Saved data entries
- Opening Delimiter -

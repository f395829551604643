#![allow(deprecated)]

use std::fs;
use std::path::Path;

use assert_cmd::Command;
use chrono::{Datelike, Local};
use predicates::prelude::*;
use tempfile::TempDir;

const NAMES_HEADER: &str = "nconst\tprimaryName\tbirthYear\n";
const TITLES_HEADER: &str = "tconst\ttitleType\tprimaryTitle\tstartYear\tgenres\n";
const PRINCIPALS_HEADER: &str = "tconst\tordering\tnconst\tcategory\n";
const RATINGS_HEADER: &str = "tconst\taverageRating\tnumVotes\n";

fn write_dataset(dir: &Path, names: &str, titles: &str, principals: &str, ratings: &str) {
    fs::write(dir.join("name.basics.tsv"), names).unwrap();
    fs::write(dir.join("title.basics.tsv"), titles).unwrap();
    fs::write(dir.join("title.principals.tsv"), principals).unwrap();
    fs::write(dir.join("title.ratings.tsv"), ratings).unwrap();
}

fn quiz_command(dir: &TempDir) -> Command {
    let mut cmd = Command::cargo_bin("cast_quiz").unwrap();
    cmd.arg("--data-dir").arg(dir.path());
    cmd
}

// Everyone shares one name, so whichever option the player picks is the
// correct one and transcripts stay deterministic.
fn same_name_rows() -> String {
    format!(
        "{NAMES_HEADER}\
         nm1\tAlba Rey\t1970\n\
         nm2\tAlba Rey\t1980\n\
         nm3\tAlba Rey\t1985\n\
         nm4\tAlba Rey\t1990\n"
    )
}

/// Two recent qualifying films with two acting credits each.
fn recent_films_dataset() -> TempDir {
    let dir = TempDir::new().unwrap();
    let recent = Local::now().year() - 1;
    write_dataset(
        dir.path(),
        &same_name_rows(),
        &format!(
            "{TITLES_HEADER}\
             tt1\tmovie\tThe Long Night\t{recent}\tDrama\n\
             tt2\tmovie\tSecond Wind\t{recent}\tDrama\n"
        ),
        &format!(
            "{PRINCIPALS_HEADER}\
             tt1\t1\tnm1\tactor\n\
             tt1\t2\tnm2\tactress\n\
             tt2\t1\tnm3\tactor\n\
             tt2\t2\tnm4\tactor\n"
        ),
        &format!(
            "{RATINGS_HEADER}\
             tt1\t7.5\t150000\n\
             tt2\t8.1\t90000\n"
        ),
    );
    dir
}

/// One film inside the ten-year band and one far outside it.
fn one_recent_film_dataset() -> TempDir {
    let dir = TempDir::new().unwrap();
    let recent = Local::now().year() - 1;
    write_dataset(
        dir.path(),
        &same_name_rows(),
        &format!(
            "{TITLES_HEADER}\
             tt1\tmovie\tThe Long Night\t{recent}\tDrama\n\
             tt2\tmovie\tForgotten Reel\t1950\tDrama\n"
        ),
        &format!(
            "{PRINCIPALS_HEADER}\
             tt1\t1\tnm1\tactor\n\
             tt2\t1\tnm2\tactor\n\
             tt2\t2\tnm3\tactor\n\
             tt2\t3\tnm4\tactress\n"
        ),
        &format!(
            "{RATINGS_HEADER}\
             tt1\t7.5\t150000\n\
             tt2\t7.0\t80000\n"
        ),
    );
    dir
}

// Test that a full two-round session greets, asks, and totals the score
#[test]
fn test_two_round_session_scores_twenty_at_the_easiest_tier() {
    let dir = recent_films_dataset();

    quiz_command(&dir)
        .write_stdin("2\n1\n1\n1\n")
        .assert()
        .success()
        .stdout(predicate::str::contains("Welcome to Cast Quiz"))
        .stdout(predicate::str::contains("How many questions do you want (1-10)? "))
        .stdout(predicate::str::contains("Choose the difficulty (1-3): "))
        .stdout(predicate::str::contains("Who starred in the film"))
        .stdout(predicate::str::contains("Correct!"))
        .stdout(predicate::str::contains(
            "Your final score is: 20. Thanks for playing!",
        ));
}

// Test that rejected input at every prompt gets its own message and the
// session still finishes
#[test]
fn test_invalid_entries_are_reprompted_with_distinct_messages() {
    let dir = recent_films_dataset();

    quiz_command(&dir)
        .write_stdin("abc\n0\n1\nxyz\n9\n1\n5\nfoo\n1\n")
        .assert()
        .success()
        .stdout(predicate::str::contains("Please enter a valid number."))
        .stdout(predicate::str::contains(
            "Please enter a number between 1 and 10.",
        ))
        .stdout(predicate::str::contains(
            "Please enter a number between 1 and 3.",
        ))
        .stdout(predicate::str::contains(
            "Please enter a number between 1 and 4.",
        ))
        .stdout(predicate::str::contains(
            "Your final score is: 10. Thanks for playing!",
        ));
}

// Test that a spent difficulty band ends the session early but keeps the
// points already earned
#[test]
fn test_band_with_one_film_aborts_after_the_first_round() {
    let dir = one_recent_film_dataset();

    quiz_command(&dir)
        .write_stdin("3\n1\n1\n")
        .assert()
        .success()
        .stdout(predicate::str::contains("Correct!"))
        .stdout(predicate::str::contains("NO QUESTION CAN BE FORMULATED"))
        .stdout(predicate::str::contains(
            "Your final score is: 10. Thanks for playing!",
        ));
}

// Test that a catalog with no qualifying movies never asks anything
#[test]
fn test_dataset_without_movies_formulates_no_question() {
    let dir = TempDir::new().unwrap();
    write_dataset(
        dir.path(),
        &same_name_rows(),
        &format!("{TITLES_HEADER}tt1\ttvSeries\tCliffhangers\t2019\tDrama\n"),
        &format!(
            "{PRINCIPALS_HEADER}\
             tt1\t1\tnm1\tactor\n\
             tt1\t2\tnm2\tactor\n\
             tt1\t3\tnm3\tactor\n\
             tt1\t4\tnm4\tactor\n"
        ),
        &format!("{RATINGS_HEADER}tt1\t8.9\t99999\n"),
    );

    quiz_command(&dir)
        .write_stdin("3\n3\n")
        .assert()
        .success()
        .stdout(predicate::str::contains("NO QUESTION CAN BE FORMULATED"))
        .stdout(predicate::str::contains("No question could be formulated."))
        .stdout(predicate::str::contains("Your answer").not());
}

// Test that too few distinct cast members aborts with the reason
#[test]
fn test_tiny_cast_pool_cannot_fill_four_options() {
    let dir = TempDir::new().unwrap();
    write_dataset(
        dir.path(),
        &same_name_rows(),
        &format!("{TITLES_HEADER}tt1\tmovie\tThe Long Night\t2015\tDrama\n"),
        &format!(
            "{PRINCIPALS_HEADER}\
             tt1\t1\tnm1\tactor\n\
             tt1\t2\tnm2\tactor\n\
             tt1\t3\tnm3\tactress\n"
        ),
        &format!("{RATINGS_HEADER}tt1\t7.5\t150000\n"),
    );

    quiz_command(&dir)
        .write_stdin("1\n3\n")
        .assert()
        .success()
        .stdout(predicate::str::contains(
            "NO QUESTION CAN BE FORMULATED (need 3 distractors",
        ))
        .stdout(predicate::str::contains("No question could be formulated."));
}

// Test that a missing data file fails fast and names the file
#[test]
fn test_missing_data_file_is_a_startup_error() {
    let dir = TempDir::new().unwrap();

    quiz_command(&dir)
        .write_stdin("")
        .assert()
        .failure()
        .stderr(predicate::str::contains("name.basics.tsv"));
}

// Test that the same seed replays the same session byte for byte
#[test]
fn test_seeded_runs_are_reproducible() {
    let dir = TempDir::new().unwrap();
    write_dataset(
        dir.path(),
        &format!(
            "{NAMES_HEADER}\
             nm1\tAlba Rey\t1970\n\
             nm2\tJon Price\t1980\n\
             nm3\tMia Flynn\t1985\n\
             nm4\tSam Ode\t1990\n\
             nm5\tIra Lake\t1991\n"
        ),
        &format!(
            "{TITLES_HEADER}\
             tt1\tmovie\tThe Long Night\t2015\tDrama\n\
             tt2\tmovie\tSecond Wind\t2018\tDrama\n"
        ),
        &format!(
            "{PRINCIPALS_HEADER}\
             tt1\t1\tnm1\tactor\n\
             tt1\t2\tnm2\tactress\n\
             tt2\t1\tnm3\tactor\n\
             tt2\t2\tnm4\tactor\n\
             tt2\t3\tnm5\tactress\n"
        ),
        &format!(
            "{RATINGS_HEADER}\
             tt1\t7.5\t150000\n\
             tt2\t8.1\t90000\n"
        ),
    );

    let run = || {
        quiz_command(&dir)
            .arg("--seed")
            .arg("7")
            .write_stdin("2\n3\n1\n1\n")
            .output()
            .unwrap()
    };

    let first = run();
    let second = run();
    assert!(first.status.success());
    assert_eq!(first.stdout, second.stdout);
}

- Closing Delimiter -
- Opening Delimiter -

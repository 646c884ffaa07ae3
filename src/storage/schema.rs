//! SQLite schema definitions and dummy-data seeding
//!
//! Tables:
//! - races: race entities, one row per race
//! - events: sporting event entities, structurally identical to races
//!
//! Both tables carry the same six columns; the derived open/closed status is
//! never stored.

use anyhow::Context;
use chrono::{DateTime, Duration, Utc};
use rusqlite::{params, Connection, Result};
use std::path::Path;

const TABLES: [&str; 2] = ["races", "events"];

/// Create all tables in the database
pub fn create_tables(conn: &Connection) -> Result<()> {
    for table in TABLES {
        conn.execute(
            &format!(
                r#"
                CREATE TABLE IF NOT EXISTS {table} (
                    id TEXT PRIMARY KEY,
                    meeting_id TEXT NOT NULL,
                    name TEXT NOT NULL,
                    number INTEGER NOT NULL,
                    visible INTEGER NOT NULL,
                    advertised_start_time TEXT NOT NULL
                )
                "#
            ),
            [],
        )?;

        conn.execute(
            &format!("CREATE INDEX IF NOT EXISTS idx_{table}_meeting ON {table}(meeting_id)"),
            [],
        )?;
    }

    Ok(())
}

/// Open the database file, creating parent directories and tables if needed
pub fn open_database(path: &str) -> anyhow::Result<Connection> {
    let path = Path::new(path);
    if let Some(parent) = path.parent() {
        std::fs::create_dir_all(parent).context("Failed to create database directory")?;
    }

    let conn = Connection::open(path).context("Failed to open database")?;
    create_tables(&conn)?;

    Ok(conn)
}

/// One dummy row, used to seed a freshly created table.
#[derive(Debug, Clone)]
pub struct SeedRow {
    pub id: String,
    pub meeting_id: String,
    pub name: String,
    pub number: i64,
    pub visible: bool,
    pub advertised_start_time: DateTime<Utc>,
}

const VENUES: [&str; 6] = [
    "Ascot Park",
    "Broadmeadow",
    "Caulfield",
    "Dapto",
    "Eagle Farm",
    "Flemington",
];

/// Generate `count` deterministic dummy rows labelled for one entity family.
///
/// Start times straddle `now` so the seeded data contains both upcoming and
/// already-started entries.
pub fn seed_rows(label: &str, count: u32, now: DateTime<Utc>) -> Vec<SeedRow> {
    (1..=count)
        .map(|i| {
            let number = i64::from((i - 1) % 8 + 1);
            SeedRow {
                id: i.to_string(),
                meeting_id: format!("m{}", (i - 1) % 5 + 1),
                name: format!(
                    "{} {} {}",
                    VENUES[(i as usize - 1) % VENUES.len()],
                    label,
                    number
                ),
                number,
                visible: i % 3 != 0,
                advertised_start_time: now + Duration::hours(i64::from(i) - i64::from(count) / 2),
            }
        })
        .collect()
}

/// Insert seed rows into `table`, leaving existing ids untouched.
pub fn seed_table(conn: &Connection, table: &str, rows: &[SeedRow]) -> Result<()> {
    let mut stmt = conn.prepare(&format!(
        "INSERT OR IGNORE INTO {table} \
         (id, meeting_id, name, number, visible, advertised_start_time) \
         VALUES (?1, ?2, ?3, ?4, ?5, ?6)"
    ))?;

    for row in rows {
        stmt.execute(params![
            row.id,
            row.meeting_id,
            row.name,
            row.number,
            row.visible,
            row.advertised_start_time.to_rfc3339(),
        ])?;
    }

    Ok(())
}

- Closing Delimiter -
- Opening Delimiter -

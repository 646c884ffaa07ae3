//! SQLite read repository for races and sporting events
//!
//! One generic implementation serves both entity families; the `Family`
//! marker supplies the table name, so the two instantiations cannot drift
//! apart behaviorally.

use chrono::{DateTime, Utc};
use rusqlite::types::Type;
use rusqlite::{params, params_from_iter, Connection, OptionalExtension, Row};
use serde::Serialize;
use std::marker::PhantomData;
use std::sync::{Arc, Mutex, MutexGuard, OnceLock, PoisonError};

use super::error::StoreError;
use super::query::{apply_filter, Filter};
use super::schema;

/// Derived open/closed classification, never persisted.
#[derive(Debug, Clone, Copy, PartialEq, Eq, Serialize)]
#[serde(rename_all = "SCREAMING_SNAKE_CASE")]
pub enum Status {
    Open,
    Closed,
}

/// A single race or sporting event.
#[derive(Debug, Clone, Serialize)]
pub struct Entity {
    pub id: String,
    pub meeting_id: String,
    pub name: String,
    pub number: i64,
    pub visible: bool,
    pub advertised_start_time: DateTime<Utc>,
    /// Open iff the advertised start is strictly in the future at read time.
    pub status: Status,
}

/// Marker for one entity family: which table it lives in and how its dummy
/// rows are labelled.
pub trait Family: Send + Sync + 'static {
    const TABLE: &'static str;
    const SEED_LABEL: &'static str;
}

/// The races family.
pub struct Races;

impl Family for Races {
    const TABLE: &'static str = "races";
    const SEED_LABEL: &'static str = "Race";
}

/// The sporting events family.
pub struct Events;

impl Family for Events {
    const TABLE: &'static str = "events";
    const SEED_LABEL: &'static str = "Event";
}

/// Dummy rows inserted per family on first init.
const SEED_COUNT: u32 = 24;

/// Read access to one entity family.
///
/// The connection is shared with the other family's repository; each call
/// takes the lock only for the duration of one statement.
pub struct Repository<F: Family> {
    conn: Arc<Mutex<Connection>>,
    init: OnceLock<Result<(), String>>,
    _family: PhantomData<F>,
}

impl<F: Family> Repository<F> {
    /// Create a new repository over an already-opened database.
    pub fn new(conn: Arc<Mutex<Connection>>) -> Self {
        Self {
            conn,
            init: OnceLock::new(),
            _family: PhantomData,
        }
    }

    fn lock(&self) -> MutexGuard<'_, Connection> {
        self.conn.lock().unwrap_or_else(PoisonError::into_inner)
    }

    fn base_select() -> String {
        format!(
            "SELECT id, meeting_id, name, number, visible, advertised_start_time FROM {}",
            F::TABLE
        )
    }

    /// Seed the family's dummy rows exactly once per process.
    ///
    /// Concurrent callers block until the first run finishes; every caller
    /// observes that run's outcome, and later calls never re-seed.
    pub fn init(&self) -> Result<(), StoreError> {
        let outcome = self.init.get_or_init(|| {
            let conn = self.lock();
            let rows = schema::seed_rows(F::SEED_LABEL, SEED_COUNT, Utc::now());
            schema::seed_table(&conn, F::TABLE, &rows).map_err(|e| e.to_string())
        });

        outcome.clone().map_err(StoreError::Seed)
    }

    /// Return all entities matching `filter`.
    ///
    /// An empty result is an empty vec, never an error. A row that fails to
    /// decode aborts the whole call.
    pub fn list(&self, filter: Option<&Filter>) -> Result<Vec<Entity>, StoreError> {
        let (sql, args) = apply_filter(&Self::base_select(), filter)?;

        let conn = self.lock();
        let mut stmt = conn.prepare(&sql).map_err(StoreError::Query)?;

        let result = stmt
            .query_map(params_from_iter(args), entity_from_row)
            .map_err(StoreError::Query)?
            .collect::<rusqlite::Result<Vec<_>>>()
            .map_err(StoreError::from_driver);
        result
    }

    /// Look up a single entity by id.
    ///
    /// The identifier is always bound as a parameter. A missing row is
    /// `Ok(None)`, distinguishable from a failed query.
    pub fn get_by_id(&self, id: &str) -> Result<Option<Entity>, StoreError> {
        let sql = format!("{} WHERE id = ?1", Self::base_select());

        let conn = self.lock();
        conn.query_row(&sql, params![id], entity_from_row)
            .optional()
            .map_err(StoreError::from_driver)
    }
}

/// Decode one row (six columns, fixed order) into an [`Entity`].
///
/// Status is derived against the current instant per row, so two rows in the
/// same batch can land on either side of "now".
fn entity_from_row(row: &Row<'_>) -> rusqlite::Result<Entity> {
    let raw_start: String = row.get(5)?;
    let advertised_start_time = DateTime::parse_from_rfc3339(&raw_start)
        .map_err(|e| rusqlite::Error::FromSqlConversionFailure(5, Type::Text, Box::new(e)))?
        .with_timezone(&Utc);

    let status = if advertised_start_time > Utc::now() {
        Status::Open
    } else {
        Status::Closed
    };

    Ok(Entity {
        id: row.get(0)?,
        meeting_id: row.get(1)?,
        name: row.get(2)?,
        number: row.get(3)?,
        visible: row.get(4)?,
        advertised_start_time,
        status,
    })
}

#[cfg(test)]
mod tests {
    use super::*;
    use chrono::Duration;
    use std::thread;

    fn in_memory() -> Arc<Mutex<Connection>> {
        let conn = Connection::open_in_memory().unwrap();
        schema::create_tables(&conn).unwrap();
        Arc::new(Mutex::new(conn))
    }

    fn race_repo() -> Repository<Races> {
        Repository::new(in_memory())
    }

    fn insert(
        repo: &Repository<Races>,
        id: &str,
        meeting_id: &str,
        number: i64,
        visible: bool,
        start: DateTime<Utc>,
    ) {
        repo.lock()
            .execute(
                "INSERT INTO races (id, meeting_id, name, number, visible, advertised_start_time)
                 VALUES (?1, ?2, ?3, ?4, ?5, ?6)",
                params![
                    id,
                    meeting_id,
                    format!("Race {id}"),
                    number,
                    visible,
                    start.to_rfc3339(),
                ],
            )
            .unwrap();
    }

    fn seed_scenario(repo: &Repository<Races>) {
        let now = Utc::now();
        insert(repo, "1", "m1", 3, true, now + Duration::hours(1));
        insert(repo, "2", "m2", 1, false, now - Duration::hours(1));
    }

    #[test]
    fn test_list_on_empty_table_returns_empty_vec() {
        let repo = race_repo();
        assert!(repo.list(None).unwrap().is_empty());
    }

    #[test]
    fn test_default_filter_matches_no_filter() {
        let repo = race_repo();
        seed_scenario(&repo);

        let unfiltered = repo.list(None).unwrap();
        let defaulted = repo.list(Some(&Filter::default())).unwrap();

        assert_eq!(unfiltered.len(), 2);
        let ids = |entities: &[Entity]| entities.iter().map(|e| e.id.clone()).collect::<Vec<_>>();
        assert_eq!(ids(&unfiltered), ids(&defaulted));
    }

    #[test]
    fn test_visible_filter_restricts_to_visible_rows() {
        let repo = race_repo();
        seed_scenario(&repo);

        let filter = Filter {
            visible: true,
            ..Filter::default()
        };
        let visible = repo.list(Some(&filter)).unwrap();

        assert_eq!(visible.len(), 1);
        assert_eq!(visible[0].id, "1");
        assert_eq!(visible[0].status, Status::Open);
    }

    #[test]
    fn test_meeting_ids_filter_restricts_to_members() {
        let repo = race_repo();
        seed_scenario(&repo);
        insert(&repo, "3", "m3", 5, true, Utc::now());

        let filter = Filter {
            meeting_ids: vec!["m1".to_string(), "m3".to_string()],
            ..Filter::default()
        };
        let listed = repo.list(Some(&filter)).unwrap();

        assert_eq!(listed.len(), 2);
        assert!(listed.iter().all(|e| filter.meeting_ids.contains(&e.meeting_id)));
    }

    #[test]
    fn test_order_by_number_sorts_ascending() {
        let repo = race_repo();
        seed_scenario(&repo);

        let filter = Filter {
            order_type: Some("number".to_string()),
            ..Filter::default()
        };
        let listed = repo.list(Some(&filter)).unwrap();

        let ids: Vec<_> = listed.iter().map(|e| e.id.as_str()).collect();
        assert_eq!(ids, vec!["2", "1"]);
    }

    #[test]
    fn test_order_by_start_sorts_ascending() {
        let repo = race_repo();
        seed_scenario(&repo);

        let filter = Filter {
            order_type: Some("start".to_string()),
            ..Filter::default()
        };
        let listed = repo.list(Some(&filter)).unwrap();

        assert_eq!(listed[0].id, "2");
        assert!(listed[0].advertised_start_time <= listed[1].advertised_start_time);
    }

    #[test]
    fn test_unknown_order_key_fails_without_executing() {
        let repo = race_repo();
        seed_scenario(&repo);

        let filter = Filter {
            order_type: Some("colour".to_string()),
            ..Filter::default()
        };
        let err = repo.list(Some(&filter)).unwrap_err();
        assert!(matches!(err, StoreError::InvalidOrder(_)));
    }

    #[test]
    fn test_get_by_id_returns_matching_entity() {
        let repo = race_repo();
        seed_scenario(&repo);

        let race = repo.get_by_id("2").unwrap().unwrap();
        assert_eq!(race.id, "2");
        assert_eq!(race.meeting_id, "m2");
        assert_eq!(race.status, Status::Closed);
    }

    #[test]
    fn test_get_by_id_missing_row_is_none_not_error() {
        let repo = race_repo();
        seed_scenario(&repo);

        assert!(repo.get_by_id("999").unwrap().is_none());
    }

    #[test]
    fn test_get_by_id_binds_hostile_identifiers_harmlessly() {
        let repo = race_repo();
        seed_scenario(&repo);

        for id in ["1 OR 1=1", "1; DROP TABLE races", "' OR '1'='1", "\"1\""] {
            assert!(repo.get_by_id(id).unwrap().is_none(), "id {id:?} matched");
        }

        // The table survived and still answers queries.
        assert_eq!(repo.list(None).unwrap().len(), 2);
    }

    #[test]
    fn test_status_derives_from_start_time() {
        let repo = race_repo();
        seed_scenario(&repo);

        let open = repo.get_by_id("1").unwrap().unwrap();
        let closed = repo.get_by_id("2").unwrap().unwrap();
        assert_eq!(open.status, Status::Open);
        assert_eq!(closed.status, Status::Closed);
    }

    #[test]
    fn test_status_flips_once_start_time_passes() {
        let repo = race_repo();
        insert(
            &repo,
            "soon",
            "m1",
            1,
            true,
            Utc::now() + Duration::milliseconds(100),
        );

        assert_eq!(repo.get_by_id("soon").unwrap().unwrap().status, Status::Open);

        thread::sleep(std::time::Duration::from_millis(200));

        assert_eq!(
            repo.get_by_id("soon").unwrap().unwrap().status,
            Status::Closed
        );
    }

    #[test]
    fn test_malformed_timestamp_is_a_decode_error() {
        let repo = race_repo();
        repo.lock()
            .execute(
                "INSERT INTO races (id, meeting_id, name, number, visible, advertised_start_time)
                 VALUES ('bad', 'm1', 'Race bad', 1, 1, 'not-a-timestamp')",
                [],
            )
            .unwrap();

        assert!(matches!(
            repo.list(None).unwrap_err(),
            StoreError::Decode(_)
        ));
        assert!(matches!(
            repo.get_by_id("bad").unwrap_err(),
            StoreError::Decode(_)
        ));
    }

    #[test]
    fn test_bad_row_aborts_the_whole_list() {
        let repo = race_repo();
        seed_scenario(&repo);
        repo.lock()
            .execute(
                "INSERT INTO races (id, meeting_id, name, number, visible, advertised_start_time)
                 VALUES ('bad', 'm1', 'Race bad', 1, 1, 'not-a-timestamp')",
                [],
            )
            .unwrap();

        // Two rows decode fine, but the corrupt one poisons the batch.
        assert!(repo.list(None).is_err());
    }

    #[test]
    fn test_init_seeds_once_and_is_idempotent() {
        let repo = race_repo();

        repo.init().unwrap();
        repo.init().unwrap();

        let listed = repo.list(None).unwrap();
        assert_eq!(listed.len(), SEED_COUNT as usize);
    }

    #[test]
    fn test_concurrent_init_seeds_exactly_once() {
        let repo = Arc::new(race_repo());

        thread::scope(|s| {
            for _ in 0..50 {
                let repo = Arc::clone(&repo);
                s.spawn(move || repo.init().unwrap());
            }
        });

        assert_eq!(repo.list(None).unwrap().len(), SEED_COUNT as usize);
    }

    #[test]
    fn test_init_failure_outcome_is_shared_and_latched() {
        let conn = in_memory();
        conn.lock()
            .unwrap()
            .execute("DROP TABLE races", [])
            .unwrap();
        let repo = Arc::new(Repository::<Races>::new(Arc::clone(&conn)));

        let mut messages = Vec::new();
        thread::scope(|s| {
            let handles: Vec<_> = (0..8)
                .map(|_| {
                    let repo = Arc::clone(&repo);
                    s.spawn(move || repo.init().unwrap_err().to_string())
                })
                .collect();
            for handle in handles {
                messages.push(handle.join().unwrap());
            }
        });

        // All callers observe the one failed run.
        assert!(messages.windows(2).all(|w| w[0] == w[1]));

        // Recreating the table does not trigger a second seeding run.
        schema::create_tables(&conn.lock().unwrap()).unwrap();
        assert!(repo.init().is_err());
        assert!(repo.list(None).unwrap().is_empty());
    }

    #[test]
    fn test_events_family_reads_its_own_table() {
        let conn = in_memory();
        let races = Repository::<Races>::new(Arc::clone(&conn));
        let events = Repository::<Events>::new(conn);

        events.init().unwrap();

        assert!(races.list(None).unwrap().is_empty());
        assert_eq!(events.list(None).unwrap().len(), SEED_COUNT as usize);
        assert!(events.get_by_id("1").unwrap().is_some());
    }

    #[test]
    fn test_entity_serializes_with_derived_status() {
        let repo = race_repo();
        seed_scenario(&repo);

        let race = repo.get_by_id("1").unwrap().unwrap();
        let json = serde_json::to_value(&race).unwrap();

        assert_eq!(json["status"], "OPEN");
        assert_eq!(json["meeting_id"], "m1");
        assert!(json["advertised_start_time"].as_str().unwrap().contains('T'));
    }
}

- Closing Delimiter -

■ ASSIGNED TASK ■
Extract all lines of the records above that include "join".

■ WRITTEN ANSWER ■
    fs::write(dir.join("name.basics.tsv"), names).unwrap();
    fs::write(dir.join("title.basics.tsv"), titles).unwrap();
    fs::write(dir.join("title.principals.tsv"), principals).unwrap();
    fs::write(dir.join("title.ratings.tsv"), ratings).unwrap();
                messages.push(handle.join().unwrap());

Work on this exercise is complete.